News

Osteoporosis Often Untreated After Hip Fracture


 

Trends in drug prescribing for osteoporosis following a hip fracture have changed dramatically over the last decade: The proportion of patients treated post fracture has increased, but fewer than one-third are ever prescribed drugs at all, according to a population-based study of nearly 16,000 fracture patients.

In an interview, lead author Suzanne M. Cadarette, Ph.D., said, “Many patients, following hip fracture, still do not receive adequate pharmacotherapy. While there have been some successful quality improvement interventions to address this gap in care, health systems must sit up and recognize that there is a problem.”

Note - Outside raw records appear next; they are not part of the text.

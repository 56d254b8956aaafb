//! Payroll API Handlers

use axum::extract::State;
use shared::error::{ApiResponse, AppResult};
use shared::models::{PayrollRequest, PayrollResponse};

use crate::api::{JsonBody, authorize};
use crate::auth::CurrentUser;
use crate::core::ServerState;
use crate::features::Module;
use crate::payroll;

/// POST /api/payroll/compute
///
/// Bands from the request win over the configured defaults.
pub async fn compute(
    State(state): State<ServerState>,
    user: CurrentUser,
    JsonBody(payload): JsonBody<PayrollRequest>,
) -> AppResult<ApiResponse<PayrollResponse>> {
    authorize(&state, &user, &user.venue_id, Module::Payroll)?;
    let response = payroll::compute(&payload, state.payroll.as_deref())?;
    Ok(ApiResponse::new("payroll", response))
}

A total of 15,685 hip fracture patients, all enrollees from the Pennsylvania Pharmaceutical Assistance Contract for the Elderly (PACE), met inclusion criteria. (PACE is a state-run program that provides unrestricted drug coverage for patients aged 65 or older whose income is too high for Medicaid, but below $20,000. Dr. Cadarette conceded that the relatively low income status of this cohort, and the fact that the majority was white, means that “extrapolating the exact level of care to the rest of the U.S. population may be difficult, but I expect that the general trend of undertreatment holds nationwide.”) Although Dr. Cadarette did not confirm the presence of osteoporosis in this cohort, she pointed to a recent Canadian trial that found that 21% of hip fracture patients aged 50 years or older had normal bone mass, but 45% had osteoporosis and were thus clear candidates for pharmacotherapy (Arch. Intern. Med. 2007;167:2110-5). “Our population was much older than the [randomized clinical trial] referenced here, and thus I expect that fewer hip fracture patients in our study would have normal bones and rather the majority had osteoporosis.”

In 1995, 7% of patients received pharmacotherapy to treat osteoporosis within 6 months of fracture; this figure increased to 31% in 2002, and then remained stable through 2004, the study's cutoff date.

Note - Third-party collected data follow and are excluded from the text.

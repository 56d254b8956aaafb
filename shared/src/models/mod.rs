//! Data models
//!
//! Shared between the back-office server and its clients (via API).
//! Monetary amounts are `i64` minor units; stock quantities are `Decimal`.

pub mod inventory;
pub mod kds;
pub mod observability;
pub mod order;
pub mod payment;
pub mod payroll;
pub mod recipe;

// Re-exports
pub use inventory::*;
pub use kds::*;
pub use observability::*;
pub use order::*;
pub use payment::*;
pub use payroll::*;
pub use recipe::*;
//! Ticket creation and withdrawal inside an order's transaction

use chrono::{DateTime, Utc};
use redb::WriteTransaction;
use shared::models::{Order, OrderItem, PrepArea, StateTransition, Ticket, TicketItem, TicketStatus};
use std::collections::BTreeMap;

use super::{KdsResult, save_ticket};
use crate::db::tables::{TICKETS, TICKETS_BY_ORDER};
use crate::db::{get_doc, index_ids};

/// One NEW ticket per prep area for a send batch
pub fn create_tickets(
    txn: &WriteTransaction,
    order: &Order,
    batch: &[&OrderItem],
    at: DateTime<Utc>,
) -> KdsResult<Vec<Ticket>> {
    let mut groups: BTreeMap<PrepArea, Vec<TicketItem>> = BTreeMap::new();
    for item in batch {
        groups.entry(item.prep_area).or_default().push(TicketItem {
            order_item_id: item.id.clone(),
            menu_item_id: item.menu_item_id.clone(),
            name: item.name.clone(),
            qty: item.qty,
            seat_no: item.seat_no,
            course_no: item.course_no,
            instructions: item.instructions.clone(),
        });
    }

    let mut tickets = Vec::with_capacity(groups.len());
    for (prep_area, items) in groups {
        let ticket = Ticket {
            id: shared::util::new_id(),
            order_id: order.id.clone(),
            order_display_id: order.display_id.clone(),
            venue_id: order.venue_id.clone(),
            prep_area,
            station_key: prep_area.as_str().to_string(),
            status: TicketStatus::New,
            items,
            created_at: at,
            updated_at: at,
            state_history: vec![StateTransition {
                from: None,
                to: TicketStatus::New,
                actor: order.server_id.clone(),
                at,
                undo: false,
            }],
        };
        save_ticket(txn, &ticket, None)?;
        let mut by_order = txn.open_table(TICKETS_BY_ORDER)?;
        by_order.insert((order.id.as_str(), ticket.id.as_str()), ())?;

        tracing::info!(
            ticket_id = %ticket.id,
            order_id = %order.id,
            prep_area = %prep_area,
            items = ticket.items.len(),
            "Ticket routed"
        );
        tickets.push(ticket);
    }
    Ok(tickets)
}

/// Withdraw every unfinished ticket of an order
pub fn withdraw_for_order(
    txn: &WriteTransaction,
    order_id: &str,
    actor: &str,
    at: DateTime<Utc>,
) -> KdsResult<Vec<Ticket>> {
    let ids = {
        let by_order = txn.open_table(TICKETS_BY_ORDER)?;
        index_ids(&by_order, order_id)?
    };

    let mut withdrawn = Vec::new();
    for id in ids {
        let ticket: Option<Ticket> = {
            let table = txn.open_table(TICKETS)?;
            get_doc(&table, &id)?
        };
        let Some(mut ticket) = ticket else { continue };
        if !ticket.status.is_active() {
            continue;
        }
        let old_status = ticket.status;
        ticket.state_history.push(StateTransition {
            from: Some(old_status),
            to: TicketStatus::Withdrawn,
            actor: actor.to_string(),
            at,
            undo: false,
        });
        ticket.status = TicketStatus::Withdrawn;
        ticket.updated_at = at;
        save_ticket(txn, &ticket, Some(old_status))?;
        withdrawn.push(ticket);
    }
    Ok(withdrawn)
}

The study also found that the type of therapy patients receive varies according to what sort of physician treats them. The specialty of the prescribing physician was identified in 94% (3,038) of the total 3,231 treated cases. Rheumatologists and endocrinologists prescribed bisphosphonates in 59.5% of cases, calcitonin in 32.5%, hormone therapy in 3.5%, raloxifene in 3%, and teriparatide or a combination of drugs very rarely, in 1% or fewer of cases. Obstetricians and gynecologists most often prescribed hormone therapy, in 63.3% of patients, followed by bisphosphonates in 22.4%, calcitonin in 8.2%, raloxifene in 4%, and teriparatide or combination therapy hardly ever. Geriatricians prescribed calcitonin about half the time and for about the other half prescribed bisphosphonates.

Dr. Cadarette, of the Brigham and Women's Hospital, Boston, urged caution in interpreting this seemingly alarming finding. “Patients seeing specialists may have other chronic health conditions contraindicating bisphosphonate therapy, or may be more frail, making the complex bisphosphonate dosing difficult.” She also said her findings did not reflect the time periods in which the different therapies were prescribed. For example, fracture patients seen by obstetricians and gynecologists were largely treated in 1995, before the 2002 Women's Health Initiative results showed the potential harm associated with hormone therapy.

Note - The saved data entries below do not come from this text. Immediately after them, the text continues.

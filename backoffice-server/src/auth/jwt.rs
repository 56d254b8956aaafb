//! JWT verification (HS256)
//!
//! Tokens are issued by the identity service sharing `JWT_SECRET`; this
//! server only verifies them.

use jsonwebtoken::errors::ErrorKind;
use jsonwebtoken::{Algorithm, DecodingKey, Validation, decode};
use serde::{Deserialize, Serialize};
use thiserror::Error;

const DEV_SECRET: &str = "backoffice-development-secret-change-me";

#[derive(Debug, Clone)]
pub struct JwtConfig {
    pub secret: String,
    pub issuer: String,
    pub audience: String,
}

impl JwtConfig {
    /// `JWT_SECRET`, `JWT_ISSUER`, `JWT_AUDIENCE`
    ///
    /// A missing secret falls back to a development key; production refuses
    /// to start without one (see `Config::validate`).
    pub fn from_env() -> Self {
        let secret = std::env::var("JWT_SECRET").unwrap_or_else(|_| {
            tracing::warn!("JWT_SECRET not set, using development key");
            DEV_SECRET.to_string()
        });
        Self {
            secret,
            issuer: std::env::var("JWT_ISSUER").unwrap_or_else(|_| "backoffice".into()),
            audience: std::env::var("JWT_AUDIENCE").unwrap_or_else(|_| "backoffice".into()),
        }
    }

    pub fn is_development_key(&self) -> bool {
        self.secret == DEV_SECRET
    }
}

impl Default for JwtConfig {
    fn default() -> Self {
        Self {
            secret: DEV_SECRET.to_string(),
            issuer: "backoffice".into(),
            audience: "backoffice".into(),
        }
    }
}

#[derive(Debug, Clone, Serialize, Deserialize)]
pub struct Claims {
    pub sub: String,
    pub name: String,
    pub venue_id: String,
    pub role: String,
    #[serde(default)]
    pub permissions: Vec<String>,
    pub exp: i64,
    pub iat: i64,
    pub iss: String,
    pub aud: String,
}

#[derive(Error, Debug)]
pub enum JwtError {
    #[error("Invalid token: {0}")]
    InvalidToken(String),

    #[error("Token has expired")]
    ExpiredToken,

    #[error("Invalid signature")]
    InvalidSignature,
}

#[derive(Clone)]
pub struct JwtService {
    config: JwtConfig,
    decoding_key: DecodingKey,
}

impl std::fmt::Debug for JwtService {
    fn fmt(&self, f: &mut std::fmt::Formatter<'_>) -> std::fmt::Result {
        f.debug_struct("JwtService")
            .field("issuer", &self.config.issuer)
            .field("audience", &self.config.audience)
            .finish()
    }
}

impl JwtService {
    pub fn with_config(config: JwtConfig) -> Self {
        let decoding_key = DecodingKey::from_secret(config.secret.as_bytes());
        Self {
            config,
            decoding_key,
        }
    }

    pub fn validate_token(&self, token: &str) -> Result<Claims, JwtError> {
        let mut validation = Validation::new(Algorithm::HS256);
        validation.set_audience(&[&self.config.audience]);
        validation.set_issuer(&[&self.config.issuer]);
        validation.set_required_spec_claims(&["sub", "exp", "iat", "iss", "aud"]);

        let data = decode::<Claims>(token, &self.decoding_key, &validation).map_err(|e| {
            match e.kind() {
                ErrorKind::ExpiredSignature => JwtError::ExpiredToken,
                ErrorKind::InvalidSignature => JwtError::InvalidSignature,
                _ => JwtError::InvalidToken(e.to_string()),
            }
        })?;
        Ok(data.claims)
    }

    pub fn extract_from_header(header: &str) -> Option<&str> {
        header.strip_prefix("Bearer ")
    }
}

/// The authenticated caller
#[derive(Debug, Clone)]
pub struct CurrentUser {
    pub id: String,
    pub name: String,
    pub venue_id: String,
    pub role: String,
    pub permissions: Vec<String>,
}

impl From<Claims> for CurrentUser {
    fn from(claims: Claims) -> Self {
        Self {
            id: claims.sub,
            name: claims.name,
            venue_id: claims.venue_id,
            role: claims.role,
            permissions: claims.permissions,
        }
    }
}

impl CurrentUser {
    pub fn is_admin(&self) -> bool {
        self.role == "admin"
    }

    /// Exact match, `domain:*` wildcard, or `all`
    pub fn has_permission(&self, permission: &str) -> bool {
        if self.is_admin() {
            return true;
        }
        self.permissions.iter().any(|p| {
            p == "all"
                || p == permission
                || p.strip_suffix(":*").is_some_and(|prefix| {
                    permission
                        .strip_prefix(prefix)
                        .is_some_and(|rest| rest.starts_with(':'))
                })
        })
    }

    /// Whether the caller may act on `venue_id`
    pub fn can_access_venue(&self, venue_id: &str) -> bool {
        self.is_admin() || self.venue_id == venue_id
    }
}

Also significant was the finding that, over time, family physicians and general practitioners have become the prescribing physicians in a greater proportion of these cases. In 1995, general practitioners were the prescribers in about 71% of treated fracture patients, and in 2004, they were responsible for 80% of these cases. Rheumatologists and endocrinologists, on the other hand, dropped from being the treating physician in 15% of cases in 1995 to only 3.5% in 2004. A similar decline was seen among obstetrics/gynecology physicians and orthopedic surgeons.

Responding to this finding, Dr. Steven Petak, chancellor of the American College of Endocrinology, said in an interview, “There are a limited number of endocrinologists and rheumatologists in proportion to the number of patients with or at risk for osteoporosis.”

Poorly responsive patients who have bone mineral density loss on DXA, continued fractures, intolerance of oral therapies, or secondary osteoporosis should have consultations with specialist, he said.

Dr. Cadarette reported no disclosures for herself or any of her fellow researchers in relation to this study.